-- Recorded data follows --

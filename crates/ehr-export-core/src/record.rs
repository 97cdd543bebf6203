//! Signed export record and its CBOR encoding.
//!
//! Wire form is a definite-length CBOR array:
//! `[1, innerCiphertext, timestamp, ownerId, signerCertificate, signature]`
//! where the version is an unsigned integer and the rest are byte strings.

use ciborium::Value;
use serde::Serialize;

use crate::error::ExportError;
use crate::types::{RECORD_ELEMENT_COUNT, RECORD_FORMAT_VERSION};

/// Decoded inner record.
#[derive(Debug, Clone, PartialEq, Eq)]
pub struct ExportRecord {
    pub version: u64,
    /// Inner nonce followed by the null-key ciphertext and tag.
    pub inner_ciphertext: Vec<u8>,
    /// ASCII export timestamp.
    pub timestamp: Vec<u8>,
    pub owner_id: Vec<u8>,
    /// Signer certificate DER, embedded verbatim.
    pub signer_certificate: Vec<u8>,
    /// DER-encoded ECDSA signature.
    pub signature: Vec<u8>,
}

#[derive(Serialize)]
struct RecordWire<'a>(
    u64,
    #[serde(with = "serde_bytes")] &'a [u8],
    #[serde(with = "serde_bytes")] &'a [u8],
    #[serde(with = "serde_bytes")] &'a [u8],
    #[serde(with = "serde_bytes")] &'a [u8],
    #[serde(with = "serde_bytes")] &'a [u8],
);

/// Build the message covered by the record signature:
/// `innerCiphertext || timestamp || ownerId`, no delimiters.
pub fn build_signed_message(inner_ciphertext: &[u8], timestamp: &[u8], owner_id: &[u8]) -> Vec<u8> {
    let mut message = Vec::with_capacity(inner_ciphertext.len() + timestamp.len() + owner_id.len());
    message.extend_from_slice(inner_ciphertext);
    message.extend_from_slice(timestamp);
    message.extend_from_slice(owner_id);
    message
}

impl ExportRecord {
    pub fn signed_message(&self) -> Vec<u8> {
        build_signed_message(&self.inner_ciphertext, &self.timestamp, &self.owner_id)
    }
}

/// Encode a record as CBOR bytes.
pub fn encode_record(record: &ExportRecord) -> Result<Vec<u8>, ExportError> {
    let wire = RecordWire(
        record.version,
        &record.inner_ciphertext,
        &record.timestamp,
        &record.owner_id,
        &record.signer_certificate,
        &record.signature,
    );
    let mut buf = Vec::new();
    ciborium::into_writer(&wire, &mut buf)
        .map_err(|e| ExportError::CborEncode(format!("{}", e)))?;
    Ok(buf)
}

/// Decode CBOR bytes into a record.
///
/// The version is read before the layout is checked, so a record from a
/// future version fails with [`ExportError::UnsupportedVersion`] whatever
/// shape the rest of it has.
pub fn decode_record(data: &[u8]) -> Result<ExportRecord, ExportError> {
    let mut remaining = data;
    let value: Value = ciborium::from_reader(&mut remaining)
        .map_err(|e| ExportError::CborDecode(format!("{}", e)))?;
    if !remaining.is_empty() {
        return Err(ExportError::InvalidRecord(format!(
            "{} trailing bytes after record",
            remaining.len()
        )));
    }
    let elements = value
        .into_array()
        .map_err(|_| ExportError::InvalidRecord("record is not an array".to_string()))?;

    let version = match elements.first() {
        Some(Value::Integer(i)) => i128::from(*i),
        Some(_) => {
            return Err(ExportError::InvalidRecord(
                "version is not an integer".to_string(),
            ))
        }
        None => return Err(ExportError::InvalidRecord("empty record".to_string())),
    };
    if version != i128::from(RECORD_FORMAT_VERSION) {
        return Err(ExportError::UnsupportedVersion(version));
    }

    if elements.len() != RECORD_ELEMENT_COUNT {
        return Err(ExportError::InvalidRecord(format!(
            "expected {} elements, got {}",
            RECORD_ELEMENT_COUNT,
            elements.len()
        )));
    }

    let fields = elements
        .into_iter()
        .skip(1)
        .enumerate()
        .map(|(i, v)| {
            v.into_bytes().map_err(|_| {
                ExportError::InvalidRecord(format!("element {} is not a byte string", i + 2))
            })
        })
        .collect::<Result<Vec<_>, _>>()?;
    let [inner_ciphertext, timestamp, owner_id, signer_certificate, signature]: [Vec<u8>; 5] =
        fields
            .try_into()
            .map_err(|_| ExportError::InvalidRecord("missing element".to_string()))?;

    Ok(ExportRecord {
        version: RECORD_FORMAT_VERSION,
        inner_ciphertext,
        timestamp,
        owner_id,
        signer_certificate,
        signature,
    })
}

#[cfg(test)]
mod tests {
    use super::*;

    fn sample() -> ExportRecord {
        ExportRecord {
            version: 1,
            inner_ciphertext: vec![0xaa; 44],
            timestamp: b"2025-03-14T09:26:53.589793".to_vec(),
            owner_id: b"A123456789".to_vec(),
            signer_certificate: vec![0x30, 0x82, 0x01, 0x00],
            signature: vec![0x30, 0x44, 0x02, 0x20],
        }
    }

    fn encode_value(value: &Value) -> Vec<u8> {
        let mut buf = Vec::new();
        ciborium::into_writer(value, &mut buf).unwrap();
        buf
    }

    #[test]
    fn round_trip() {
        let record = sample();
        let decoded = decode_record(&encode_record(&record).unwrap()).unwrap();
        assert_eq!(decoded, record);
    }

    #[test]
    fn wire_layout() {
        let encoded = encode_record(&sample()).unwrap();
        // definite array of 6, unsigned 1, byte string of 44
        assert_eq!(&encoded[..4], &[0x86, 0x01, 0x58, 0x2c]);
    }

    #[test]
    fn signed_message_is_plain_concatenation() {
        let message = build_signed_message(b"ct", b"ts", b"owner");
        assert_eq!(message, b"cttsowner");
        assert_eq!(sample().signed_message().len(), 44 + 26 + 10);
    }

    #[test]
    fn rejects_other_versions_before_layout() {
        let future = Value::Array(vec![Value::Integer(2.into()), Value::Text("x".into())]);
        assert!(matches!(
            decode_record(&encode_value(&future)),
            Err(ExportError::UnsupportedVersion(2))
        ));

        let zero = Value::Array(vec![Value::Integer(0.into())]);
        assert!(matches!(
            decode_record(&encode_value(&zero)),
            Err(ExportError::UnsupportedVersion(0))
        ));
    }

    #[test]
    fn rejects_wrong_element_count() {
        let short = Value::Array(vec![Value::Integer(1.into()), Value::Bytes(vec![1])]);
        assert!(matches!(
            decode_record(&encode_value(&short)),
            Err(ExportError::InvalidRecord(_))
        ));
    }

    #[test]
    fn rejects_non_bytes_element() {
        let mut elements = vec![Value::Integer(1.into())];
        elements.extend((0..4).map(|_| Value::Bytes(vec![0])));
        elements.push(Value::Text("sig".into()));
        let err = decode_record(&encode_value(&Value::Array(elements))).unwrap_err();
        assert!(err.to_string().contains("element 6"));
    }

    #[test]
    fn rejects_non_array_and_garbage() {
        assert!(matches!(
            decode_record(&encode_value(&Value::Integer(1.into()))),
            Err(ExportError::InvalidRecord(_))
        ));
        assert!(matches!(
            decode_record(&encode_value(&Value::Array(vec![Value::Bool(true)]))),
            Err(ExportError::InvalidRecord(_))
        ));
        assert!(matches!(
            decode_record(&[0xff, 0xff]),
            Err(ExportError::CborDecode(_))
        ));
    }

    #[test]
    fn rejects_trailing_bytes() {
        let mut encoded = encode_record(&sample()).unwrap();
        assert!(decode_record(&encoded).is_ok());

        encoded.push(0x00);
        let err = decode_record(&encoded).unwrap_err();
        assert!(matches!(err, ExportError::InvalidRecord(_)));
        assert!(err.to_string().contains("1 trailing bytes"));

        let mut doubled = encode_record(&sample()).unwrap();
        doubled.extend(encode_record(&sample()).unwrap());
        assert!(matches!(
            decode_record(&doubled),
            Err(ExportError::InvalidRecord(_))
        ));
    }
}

-- Recorded data concluded --

▶ [Your assignment] Your reply should be one number: how many lines in the records contain "Serialize".

▶ [Answer box] 2